Church Planting an Effective Evangelistic Outreach

Post a Comment » Written on October 8th, 2007     
Filed under: News
CHICAGO, IL (October 8, 2007) – Leaders in the Evangelical Covenant Church say an article in the current issue of Christianity Today confirms the importance of the denomination’s commitment to church planting and the dedication of its church planters.

In the article, “Go and Plant Churches of All Peoples,” writer Tim Stafford reports that denominations increasingly are turning to church planting as the most effective evangelistic outreach. The Covenant is not mentioned in the articles.

The Covenant has been at the forefront of this new move, however, Covenant leaders say. “We’ve understood the importance of church planting for reaching more people for a long time,” says Gary Walter, executive minister of the Department of Church Growth and Evangelism. “It is no coincidence that our rapid growth coincides to a recommitment to church planting in the 1990s.”

Stafford writes that church plants also are targeting an increasingly ethnic and post-Christian population, a trend mirrored by the Covenant. David Ripley, the leader of ethnic ministries at the Billy Graham Center in Wheaton, Illinois, is quoted as saying, “If we are challenging people to reach their neighbors, the reality is that the neighborhood is changing.”

“Church planting has spurred our ethnic diversity since about half of those new churches have been ethnic or multiethnic,” Walter says. “It’s also helped us reach into the emerging generations. So, with church planting as a key driver, the ECC is growing numerically, growing more diverse, and growing younger.”

Stafford also maintains the United States is caught between an increasingly broadening gap of values. “Despite what some say, the United States is not a post-Christian nation. It’s more half Christian and half post-Christian, trying to make up its mind.”

Dave Olson, the Covenant’s director of church planting, says people considered post-Christian people don’t necessarily accept traditional Christian values as valid.

“It’s not so much that they’re anti-Christian as they’re not wanting to engage with the Christian culture,” adds Ron Short, pastor of Lakehills Covenant Church in El Dorado Hills, California. That means new church plants have to work harder at developing relationships with the community.

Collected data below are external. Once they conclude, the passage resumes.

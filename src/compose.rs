//! Builds the `html_notes` document for an Asana task.

use std::fmt::Write as _;

use chrono::{DateTime, Utc};

use crate::sanitize::SanitizationResult;

/// Appended to the task body when sanitization removed content.
pub const CONTENT_CHANGED_DISCLAIMER: &str =
    "Note: The original Issue contained content which cannot be displayed in an Asana Task";

/// Wraps sanitized content in a `<body>` document.
///
/// Parts are emitted in a fixed order: content, then the backlink to
/// `issue_url` (only when `backlink_needed`), then the disclaimer (only when
/// content changed). `timestamp` is an RFC-3339 issue creation time, shown
/// next to the backlink when it parses.
#[must_use]
pub fn compose(
    sanitized: &SanitizationResult,
    issue_url: &str,
    backlink_needed: bool,
    timestamp: Option<&str>,
) -> String {
    let mut body = String::from("<body>");
    body.push_str(&sanitized.html);

    if backlink_needed {
        let _ = write!(
            body,
            "\n<strong>Original issue</strong> on <a href=\"{}\">Github</a>",
            escape_attribute(issue_url)
        );
        if let Some(opened_at) = timestamp.and_then(format_timestamp) {
            let _ = write!(body, " opened at {opened_at}");
        }
    }

    if sanitized.content_changed {
        body.push_str("\n<hr>\n");
        body.push_str(CONTENT_CHANGED_DISCLAIMER);
    }

    body.push_str("</body>");
    body
}

/// `2024-05-01T10:00:00Z` -> `2024-05-01 10:00:00 UTC`.
fn format_timestamp(raw: &str) -> Option<String> {
    match DateTime::parse_from_rfc3339(raw) {
        Ok(parsed) => Some(parsed.with_timezone(&Utc).format("%Y-%m-%d %H:%M:%S UTC").to_string()),
        Err(e) => {
            tracing::warn!(timestamp = raw, error = %e, "ignoring unparseable issue timestamp");
            None
        }
    }
}

fn escape_attribute(value: &str) -> String {
    value.replace('&', "&amp;").replace('"', "&quot;").replace('<', "&lt;")
}
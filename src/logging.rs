//! Tracing subscriber setup.

use tracing_subscriber::EnvFilter;

use crate::cli::LogFormat;

/// Installs the global subscriber, writing to stderr.
///
/// The level comes from `RUST_LOG` and defaults to `info`. Calling this
/// again after a subscriber is installed does nothing.
pub fn init(format: LogFormat) {
    let filter = EnvFilter::try_from_default_env().unwrap_or_else(|_| EnvFilter::new("info"));
    let builder = tracing_subscriber::fmt().with_env_filter(filter).with_writer(std::io::stderr);

    let _ = match format {
        LogFormat::Text => builder.with_target(false).try_init(),
        LogFormat::Json => builder.json().with_current_span(false).try_init(),
    };
}
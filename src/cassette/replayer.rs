//! Serves recorded interactions back in order.

use std::collections::{HashMap, VecDeque};

use super::format::{Cassette, Interaction};

/// Per port/method queues of recorded interactions.
///
/// Calls to different port/method pairs are independent; calls to the same
/// pair are answered strictly in recording order.
#[derive(Debug)]
pub struct CassetteReplayer {
    queues: HashMap<(String, String), VecDeque<Interaction>>,
}

impl CassetteReplayer {
    /// Indexes a cassette for replay.
    #[must_use]
    pub fn new(cassette: &Cassette) -> Self {
        let mut queues: HashMap<(String, String), VecDeque<Interaction>> = HashMap::new();
        for interaction in &cassette.interactions {
            queues
                .entry((interaction.port.clone(), interaction.method.clone()))
                .or_default()
                .push_back(interaction.clone());
        }
        Self { queues }
    }

    /// Takes the next interaction for `port`/`method`.
    ///
    /// # Errors
    ///
    /// Returns a message naming the requested pair and what the cassette
    /// still holds when nothing is left to serve.
    pub fn next_interaction(&mut self, port: &str, method: &str) -> Result<Interaction, String> {
        let key = (port.to_string(), method.to_string());
        if let Some(interaction) = self.queues.get_mut(&key).and_then(VecDeque::pop_front) {
            return Ok(interaction);
        }

        let mut remaining: Vec<String> = self
            .queues
            .iter()
            .filter(|(_, queue)| !queue.is_empty())
            .map(|((p, m), queue)| format!("{p}::{m} ({})", queue.len()))
            .collect();
        remaining.sort();
        Err(format!(
            "Cassette exhausted: no interaction left for port={port:?} method={method:?}. \
             Remaining: [{}]",
            remaining.join(", ")
        ))
    }

    /// Total number of interactions not yet served.
    #[must_use]
    pub fn remaining(&self) -> usize {
        self.queues.values().map(VecDeque::len).sum()
    }
}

The percentage of the post-Christian population varies dependent on region. “It’s not like Seattle, Minnesota, and Kansas City are the same,” Olson says. “The closer you are to salt water the more likely you are to be post-Christian.” He adds that urban Anglos also tend to have a more post-Christian mindset than suburban Anglos.

Olson does believe a change is continuing to take place. “America is in a transition from being mostly Christian to post-Christian,” he explains.

That transition already has occurred in the Pacific Southwest Conference, says Associate Superintendent Greg Yee. He notes a widely recognized landmark study by Olson that says only 14 percent of Californians attend church on any given Sunday.

Yee says it is important to look at church planting as more than a strategy. Rather, it also is a means of “letting apostolic pastors do their thing.”

Planters often have had to make sacrifices that others don’t, Yee says. “They work two jobs while planting a church. They do Bible studies at midnight because that’s what’s best for some of their people. They actually put their family at some very real risk in challenging neighborhoods.”

The challenges facing denominations is not choosing between established churches and plants, however. Strong relationships are beneficial for both. In the February 2006 issue of The Covenant Companion, Olson wrote, “There is a synergy between church planting and healthy, growing established congregations. My research has shown that denominations that effectively plant new churches have much healthier established churches and creative ministry energy flows back and forth between them.”